The Italians do not use detectorists on their sites and this will be a first.....a very important chance to show them how useful they can be and a chance to interact with archaeologists that know little or nothing about metal detecting.How odd that while geophysical survey (magnetometer, resistivity, radar etc.) are routinely used in the study of whole landscapes and individual sites by the British School at Rome, nobody thought of importing Britains's "heritage heroes" to do a spot of "tekking" across the sites to hoik out the goodies. Not even on the sites being investigated by the PAS-touting British Museum. But never mind, the PAS has stepped in and organised a trip to Gabii for a couple of their artefact collecting partners. All good propaganda for the cause eh?

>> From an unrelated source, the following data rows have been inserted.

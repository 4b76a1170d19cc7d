//! Typed parameter records and their flattening into named scalars.
//!
//! Each functional type has one record; fields are [`SizeDependent`] so a
//! value can be shared across classes or scale with diameter. Records are
//! plain values: overriding a default builds a new record and never
//! touches a shared one.

use std::collections::HashMap;

use serde::{Deserialize, Serialize};

use crate::allometry::SizeDependent;
use crate::classes::SizeClass;
use crate::error::ConstructError;

/// Which light-limitation formulation drives photosynthetic growth.
#[derive(Debug, Clone, Copy, Default, PartialEq, Eq, Hash, Serialize, Deserialize)]
#[serde(rename_all = "snake_case")]
pub enum LightLimitation {
    /// Smith (1936), parameterised by the initial slope `alpha`.
    #[default]
    Smith,
    /// Geider et al. (1998), parameterised by photosynthetic slope and
    /// chlorophyll to carbon ratio.
    Geider,
}

/// Phytoplankton parameters.
#[derive(Debug, Clone, PartialEq, Serialize, Deserialize)]
#[serde(default, deny_unknown_fields)]
pub struct PhytoplanktonArgs {
    /// Maximum growth rate (s⁻¹).
    pub maximum_growth_rate: SizeDependent,
    /// Nutrient half saturation (mmol N m⁻³).
    pub nutrient_half_saturation: SizeDependent,
    /// Linear mortality rate (s⁻¹).
    pub linear_mortality: SizeDependent,
    /// Quadratic mortality rate (m³ mmol N⁻¹ s⁻¹).
    pub quadratic_mortality: SizeDependent,
    /// Initial slope of the Smith light response.
    pub alpha: SizeDependent,
    /// Initial photosynthetic slope of the Geider light response.
    pub photosynthetic_slope: SizeDependent,
    /// Chlorophyll to carbon ratio of the Geider light response.
    pub chlorophyll_to_carbon_ratio: SizeDependent,
}

impl Default for PhytoplanktonArgs {
    fn default() -> Self {
        PhytoplanktonArgs {
            maximum_growth_rate: SizeDependent::Allometric { a: 2.3148e-5, b: -0.15 },
            nutrient_half_saturation: SizeDependent::Allometric { a: 0.17, b: 0.27 },
            linear_mortality: SizeDependent::Constant(8e-7),
            quadratic_mortality: SizeDependent::Constant(0.0),
            alpha: SizeDependent::Constant(2.2604e-6),
            photosynthetic_slope: SizeDependent::Constant(4.6e-6),
            chlorophyll_to_carbon_ratio: SizeDependent::Constant(0.1),
        }
    }
}

/// Zooplankton parameters.
#[derive(Debug, Clone, PartialEq, Serialize, Deserialize)]
#[serde(default, deny_unknown_fields)]
pub struct ZooplanktonArgs {
    /// Maximum predation rate (s⁻¹).
    pub maximum_predation_rate: SizeDependent,
    /// Prey density at half the maximum predation rate (mmol N m⁻³).
    pub holling_half_saturation: SizeDependent,
    /// Linear mortality rate (s⁻¹).
    pub linear_mortality: SizeDependent,
    /// Quadratic mortality rate (m³ mmol N⁻¹ s⁻¹).
    pub quadratic_mortality: SizeDependent,
}

impl Default for ZooplanktonArgs {
    fn default() -> Self {
        ZooplanktonArgs {
            maximum_predation_rate: SizeDependent::Allometric { a: 3.5694e-4, b: -0.16 },
            holling_half_saturation: SizeDependent::Constant(5.0),
            linear_mortality: SizeDependent::Constant(8e-7),
            quadratic_mortality: SizeDependent::Constant(1e-6),
        }
    }
}

/// Nutrient and detritus parameters.
#[derive(Debug, Clone, PartialEq, Serialize, Deserialize)]
#[serde(default, deny_unknown_fields)]
pub struct BiogeochemistryArgs {
    /// Detritus remineralization rate (s⁻¹).
    pub detritus_remineralization: f64,
}

impl Default for BiogeochemistryArgs {
    fn default() -> Self {
        BiogeochemistryArgs {
            detritus_remineralization: 1.4039e-6,
        }
    }
}

impl PhytoplanktonArgs {
    /// `(field, value)` pairs, in declaration order, for one class.
    #[must_use]
    pub fn values_for(&self, class: &SizeClass) -> Vec<(&'static str, f64)> {
        let d = class.diameter();
        vec![
            ("maximum_growth_rate", self.maximum_growth_rate.value_for(d)),
            ("nutrient_half_saturation", self.nutrient_half_saturation.value_for(d)),
            ("linear_mortality", self.linear_mortality.value_for(d)),
            ("quadratic_mortality", self.quadratic_mortality.value_for(d)),
            ("alpha", self.alpha.value_for(d)),
            ("photosynthetic_slope", self.photosynthetic_slope.value_for(d)),
            ("chlorophyll_to_carbon_ratio", self.chlorophyll_to_carbon_ratio.value_for(d)),
        ]
    }
}

impl ZooplanktonArgs {
    /// `(field, value)` pairs, in declaration order, for one class.
    #[must_use]
    pub fn values_for(&self, class: &SizeClass) -> Vec<(&'static str, f64)> {
        let d = class.diameter();
        vec![
            ("maximum_predation_rate", self.maximum_predation_rate.value_for(d)),
            ("holling_half_saturation", self.holling_half_saturation.value_for(d)),
            ("linear_mortality", self.linear_mortality.value_for(d)),
            ("quadratic_mortality", self.quadratic_mortality.value_for(d)),
        ]
    }
}

impl BiogeochemistryArgs {
    /// `(field, value)` pairs in declaration order.
    #[must_use]
    pub fn values(&self) -> Vec<(&'static str, f64)> {
        vec![("detritus_remineralization", self.detritus_remineralization)]
    }
}

/// Name of the per-class scalar for `field`.
#[must_use]
pub fn class_parameter(field: &str, class: &str) -> String {
    format!("{field}_{class}")
}

/// Name of the scalar for a matrix entry.
#[must_use]
pub fn pair_parameter(matrix: &str, predator: &str, prey: &str) -> String {
    format!("{matrix}_{predator}_{prey}")
}

/// Flattened scalar parameters in registration order.
#[derive(Debug, Clone, Default, PartialEq, Serialize)]
#[serde(into = "Vec<(String, f64)>")]
pub struct ParameterSet {
    entries: Vec<(String, f64)>,
    #[serde(skip)]
    index: HashMap<String, usize>,
}

impl From<ParameterSet> for Vec<(String, f64)> {
    fn from(set: ParameterSet) -> Self {
        set.entries
    }
}

impl ParameterSet {
    /// An empty set.
    #[must_use]
    pub fn new() -> Self {
        Self::default()
    }

    /// Registers `name = value`. Registering an existing name again with the
    /// same value is a no-op.
    ///
    /// # Errors
    ///
    /// Returns [`ConstructError::ParameterConflict`] if `name` is already
    /// bound to a different value.
    pub fn register(&mut self, name: impl Into<String>, value: f64) -> Result<(), ConstructError> {
        let name = name.into();
        if let Some(&i) = self.index.get(&name) {
            let existing = self.entries[i].1;
            if existing.to_bits() == value.to_bits() {
                return Ok(());
            }
            return Err(ConstructError::ParameterConflict {
                name,
                existing,
                new: value,
            });
        }
        self.index.insert(name.clone(), self.entries.len());
        self.entries.push((name, value));
        Ok(())
    }

    /// Value bound to `name`.
    #[must_use]
    pub fn get(&self, name: &str) -> Option<f64> {
        self.index.get(name).map(|&i| self.entries[i].1)
    }

    /// Whether `name` is bound.
    #[must_use]
    pub fn contains(&self, name: &str) -> bool {
        self.index.contains_key(name)
    }

    /// `(name, value)` pairs in registration order.
    pub fn iter(&self) -> impl Iterator<Item = (&str, f64)> {
        self.entries.iter().map(|(n, v)| (n.as_str(), *v))
    }

    /// Number of parameters.
    #[must_use]
    pub fn len(&self) -> usize {
        self.entries.len()
    }

    /// Whether the set is empty.
    #[must_use]
    pub fn is_empty(&self) -> bool {
        self.entries.is_empty()
    }
}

I've seen metal detecting in Michigan with my own eyes. Apparently however archaeologists from the University of Michigan know "little or nothing" of metal detecting. I expect in June and July they will have a chance to find out at least half the truth. I suppose having the metal detector using artefact hunters on their site saves their students having to dig carefully and cleanly in the limited time they will be over in Europe. After all they'll have these blokes to go over the spoil to make sure they've missed none of the "important" (metal) stuff. Somehow I think an important point of archaeological methodology is being overlooked here - perhaps more than one (I wrote about it ten years ago).
Reference: P.M. Barford 1999: ‘Wykrywacz metali jako narzędzia archeologa’ [metal detectors as an archaeological tool] in W. Brzezinski and Z. Kobyliński (eds.) "Wykrywacze metali a archeologia", Warsaw. pp. 131-143.
Vignette: 1997 geophysical survey at Forum Novum/Vescovio, Italy.